#### Work instructions
Could you show each line of the records that contains the word "Copy"?

------------------------------------------------

/// 8-bit RGB colour.
#[derive(Clone, Copy, Debug, PartialEq, Eq, Hash)]
pub struct Color {
    pub r: u8,
    pub g: u8,
    pub b: u8,
}

impl Color {
    pub const BLACK: Color = Color::rgb(0, 0, 0);
    pub const WHITE: Color = Color::rgb(255, 255, 255);

    pub const fn rgb(r: u8, g: u8, b: u8) -> Self {
        Self { r, g, b }
    }

    pub fn to_array(self) -> [u8; 3] {
        [self.r, self.g, self.b]
    }
}

const COLORS: [Color; 20] = [
    Color::rgb(255, 99, 71),
    Color::rgb(60, 179, 113),
    Color::rgb(65, 105, 225),
    Color::rgb(255, 215, 0),
    Color::rgb(238, 130, 238),
    Color::rgb(64, 224, 208),
    Color::rgb(255, 165, 0),
    Color::rgb(154, 205, 50),
    Color::rgb(135, 206, 250),
    Color::rgb(255, 182, 193),
    Color::rgb(210, 180, 140),
    Color::rgb(127, 255, 212),
    Color::rgb(221, 160, 221),
    Color::rgb(240, 230, 140),
    Color::rgb(100, 149, 237),
    Color::rgb(250, 128, 114),
    Color::rgb(144, 238, 144),
    Color::rgb(255, 218, 185),
    Color::rgb(176, 196, 222),
    Color::rgb(218, 165, 32),
];

/// Deterministic class-id -> colour mapping.
#[derive(Clone, Copy, Debug, Default)]
pub struct Palette;

impl Palette {
    pub fn new() -> Self {
        Self
    }

    /// Colour for `class_id`. Negative ids wrap around from the end.
    pub fn color_for(&self, class_id: i32) -> Color {
        COLORS[class_id.rem_euclid(COLORS.len() as i32) as usize]
    }

    pub fn len(&self) -> usize {
        COLORS.len()
    }

    pub fn is_empty(&self) -> bool {
        false
    }
}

------------------------------------------------

#### Task solution
#[derive(Clone, Copy, Debug, PartialEq, Eq, Hash)]
#[derive(Clone, Copy, Debug, Default)]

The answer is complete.